Le 28 février 2010, la tempête Xynthia souffle sur la côte vendéenne. Elle souffle si fort que la mer casse les digues et submerge le village de La Faute sur Mer y faisant 29 morts, détruisant des centaines de maisons et marquant à vie ses habitants.
J’habite à La Faute sur Mer depuis mes 10 ans et j’y ai donc passé une bonne partie de mon enfance. Cette nuit là a relativement épargné ma maison et ma famille ne causant que des dégâts matériels (70cm d’eau dans la maison) .
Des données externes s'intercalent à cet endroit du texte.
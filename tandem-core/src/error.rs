//! Error types for tandem-core.

use std::path::PathBuf;

use thiserror::Error;

/// All errors that can arise from config persistence.
#[derive(Debug, Error)]
pub enum ConfigError {
    /// Underlying I/O failure (file not found, permission denied, etc.).
    #[error("I/O error: {0}")]
    Io(#[from] std::io::Error),

    /// YAML serialization error (write/save path).
    #[error("YAML serialization error: {0}")]
    Yaml(#[from] serde_yaml::Error),

    /// YAML parse error on load; includes file path and line context from serde_yaml.
    #[error("failed to parse config at {path}: {source}")]
    Parse {
        path: PathBuf,
        #[source]
        source: serde_yaml::Error,
    },

    /// `dirs::home_dir()` returned `None`; cannot locate `~/.tandem/`.
    #[error("cannot determine home directory; set $HOME or equivalent")]
    HomeNotFound,

    /// The config file did not exist at the expected path.
    #[error("config not found at {path}")]
    NotFound { path: PathBuf },

    /// The config parsed but is not usable.
    #[error("invalid config: {0}")]
    Invalid(String),
}

/// Error returned by every inventory collaborator call.
#[derive(Debug, Error)]
pub enum InventoryError {
    #[error("I/O error at {path}: {source}")]
    Io {
        path: PathBuf,
        #[source]
        source: std::io::Error,
    },

    /// A `git` subprocess exited non-zero.
    #[error("`{command}` failed: {stderr}")]
    Git { command: String, stderr: String },

    /// The hosting API answered with a non-success status.
    #[error("GitHub API error ({status}): {message}")]
    Api { status: u16, message: String },

    /// The request never produced a response (DNS, TLS, connection reset).
    #[error("transport error: {0}")]
    Transport(String),

    #[error("JSON error: {0}")]
    Json(#[from] serde_json::Error),

    #[error("failed to read manifest {path}: {message}")]
    Manifest { path: PathBuf, message: String },

    #[error("not found: {0}")]
    NotFound(String),

    /// A blocking worker panicked or was cancelled.
    #[error("background task failed: {0}")]
    Join(String),
}

/// Convenience constructor for [`InventoryError::Io`].
pub fn io_err(path: impl Into<PathBuf>, source: std::io::Error) -> InventoryError {
    InventoryError::Io {
        path: path.into(),
        source,
    }
}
Le lendemain, n’ayant pas conscience du drame qui m’entourait (toutes les communications étaient coupées) j’ai vécu les premières heures de l’après-catastrophe en m’imaginant Tintin dans un pays lointain, dangereux certes, mais bon enfant et somme toute amusant. Obligation de vivre à l’étage le premier jour, organisation d’ « expéditions » pour sortir de la maison et se renseigner, manoeuvres compliquées pour se procurer un peu de nourriture et de chaleur humaine, grands et beaux camions de pompiers, bateaux dans les rues, caméras de télévisions… Je l’avoue, les premières heures étaient grisantes, avec leur agitation de fêtes foraines, cette situation de film hollywoodien.
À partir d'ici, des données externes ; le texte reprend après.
//! Read-only preview of what convergence would do to a pair.

use std::fmt;

use serde::Serialize;

use tandem_core::{AliasSet, RepoPair, Settings};

use crate::meta::meta_update;
use crate::remotes::derive_remote_set;

/// The first thing the orchestrator would ask or do for a pair.
#[derive(Debug, Clone, PartialEq, Eq, Serialize)]
#[serde(tag = "action", rename_all = "snake_case")]
pub enum PlannedAction {
    AskUploadOrRemove,
    AskCloneOrRemove,
    AskName { local: String, remote: String },
    UpdateRemotes,
    /// The branch does not track `origin` yet.
    Push,
    UpdateMeta,
    Nothing,
}

impl fmt::Display for PlannedAction {
    fn fmt(&self, f: &mut fmt::Formatter<'_>) -> fmt::Result {
        match self {
            PlannedAction::AskUploadOrRemove => write!(f, "ask: upload or remove local"),
            PlannedAction::AskCloneOrRemove => write!(f, "ask: clone or remove github"),
            PlannedAction::AskName { local, remote } => {
                write!(f, "ask: name '{local}' or '{remote}'")
            }
            PlannedAction::UpdateRemotes => write!(f, "rewrite local remotes"),
            PlannedAction::Push => write!(f, "push to origin"),
            PlannedAction::UpdateMeta => write!(f, "update github metadata"),
            PlannedAction::Nothing => write!(f, "nothing"),
        }
    }
}

pub fn plan_pair(pair: &RepoPair, settings: &Settings) -> PlannedAction {
    let (local, remote) = match (&pair.local, &pair.remote) {
        (Some(local), Some(remote)) => (local, remote),
        (Some(_), None) => return PlannedAction::AskUploadOrRemove,
        (None, Some(_)) => return PlannedAction::AskCloneOrRemove,
        (None, None) => return PlannedAction::Nothing,
    };

    if local.name != remote.name {
        return PlannedAction::AskName {
            local: local.name.to_string(),
            remote: remote.name.to_string(),
        };
    }

    let known = AliasSet::build(
        remote.name.as_str(),
        local.aliases.iter().chain(remote.aliases.iter()).map(str::to_owned),
    );
    let derived = derive_remote_set(
        &local.remotes,
        &settings.owner,
        remote.name.as_str(),
        &known,
        &settings.remote_rules,
    );
    if derived != local.remotes {
        return PlannedAction::UpdateRemotes;
    }
    if !local.status.tracks("origin", &local.branch) {
        return PlannedAction::Push;
    }

    if settings.sync_metadata && meta_update(&local.meta, &remote.meta).is_some() {
        return PlannedAction::UpdateMeta;
    }
    PlannedAction::Nothing
}

#[cfg(test)]
mod tests {
    use super::*;
    use std::path::PathBuf;
    use tandem_core::{
        LocalRepo, Owner, RemoteRepo, RemoteSet, RepoId, RepoMeta, RepoName, WorkingStatus,
    };

    fn settings() -> Settings {
        Settings::new(Owner::from("alice"), PathBuf::from("/src"))
    }

    fn local(name: &str, origin: &str, description: Option<&str>) -> LocalRepo {
        let mut remotes = RemoteSet::new();
        remotes.insert("origin".into(), origin.into());
        LocalRepo {
            name: RepoName::from(name),
            path: PathBuf::from(format!("/src/{name}")),
            branch: "master".into(),
            meta: RepoMeta {
                description: description.map(str::to_owned),
                topics: vec![],
            },
            manifest_name: None,
            remotes,
            status: WorkingStatus {
                upstream: Some("origin/master".into()),
                ..WorkingStatus::default()
            },
            aliases: AliasSet::build(name, Vec::<String>::new()),
        }
    }

    fn remote(name: &str) -> RemoteRepo {
        RemoteRepo {
            id: RepoId::from("R_1"),
            name: RepoName::from(name),
            url: format!("https://github.com/alice/{name}"),
            branch: "master".into(),
            meta: RepoMeta::default(),
            aliases: AliasSet::build(name, ["R_1"]),
        }
    }

    fn pair(local: Option<LocalRepo>, remote: Option<RemoteRepo>) -> RepoPair {
        RepoPair {
            name: RepoName::from("foo"),
            local,
            remote,
        }
    }

    #[test]
    fn orphans_ask() {
        let s = settings();
        assert_eq!(
            plan_pair(&pair(Some(local("foo", "x", None)), None), &s),
            PlannedAction::AskUploadOrRemove
        );
        assert_eq!(plan_pair(&pair(None, Some(remote("foo"))), &s), PlannedAction::AskCloneOrRemove);
    }

    #[test]
    fn name_mismatch_asks_first() {
        let p = pair(Some(local("foo", "x", None)), Some(remote("foo-project")));
        assert!(matches!(plan_pair(&p, &settings()), PlannedAction::AskName { .. }));
    }

    #[test]
    fn stale_origin_needs_remote_update() {
        let p = pair(
            Some(local("foo", "https://old/other/foo.git", None)),
            Some(remote("foo")),
        );
        assert_eq!(plan_pair(&p, &settings()), PlannedAction::UpdateRemotes);
    }

    #[test]
    fn converged_pair_with_new_description_updates_meta() {
        let p = pair(
            Some(local("foo", "git@github.com:alice/foo.git", Some("A foo"))),
            Some(remote("foo")),
        );
        assert_eq!(plan_pair(&p, &settings()), PlannedAction::UpdateMeta);

        let mut s = settings();
        s.sync_metadata = false;
        assert_eq!(plan_pair(&p, &s), PlannedAction::Nothing);
    }

    #[test]
    fn untracked_branch_needs_push() {
        let mut repo = local("foo", "git@github.com:alice/foo.git", None);
        repo.status.upstream = None;
        let p = pair(Some(repo), Some(remote("foo")));
        assert_eq!(plan_pair(&p, &settings()), PlannedAction::Push);
    }
}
Mais quelques heures plus tard, au compte goutte, les informations arrivèrent. Certains voisins avaient tout perdus et ne savaient plus où aller. Ils partaient chez des amis, chez leurs enfants, sans valises, en laissant tout derrière eux. Les bateaux de secours laissaient place aux corbillards et les hélicoptères continuaient perpétuellement leurs allers-retours. Enfin, les jours suivants, l’ampleur du désastre prenait forme petit à petit : la liste des morts, connaissait-on quelqu’un ? Untel n’a plus de maison, une autre a perdu son mari, son petit-fils, la dame qui passait tous les jours dans notre rue ne passerait plus etc…
Toutes ses situations qui ont était maintes fois décrites dans les journaux télévisés.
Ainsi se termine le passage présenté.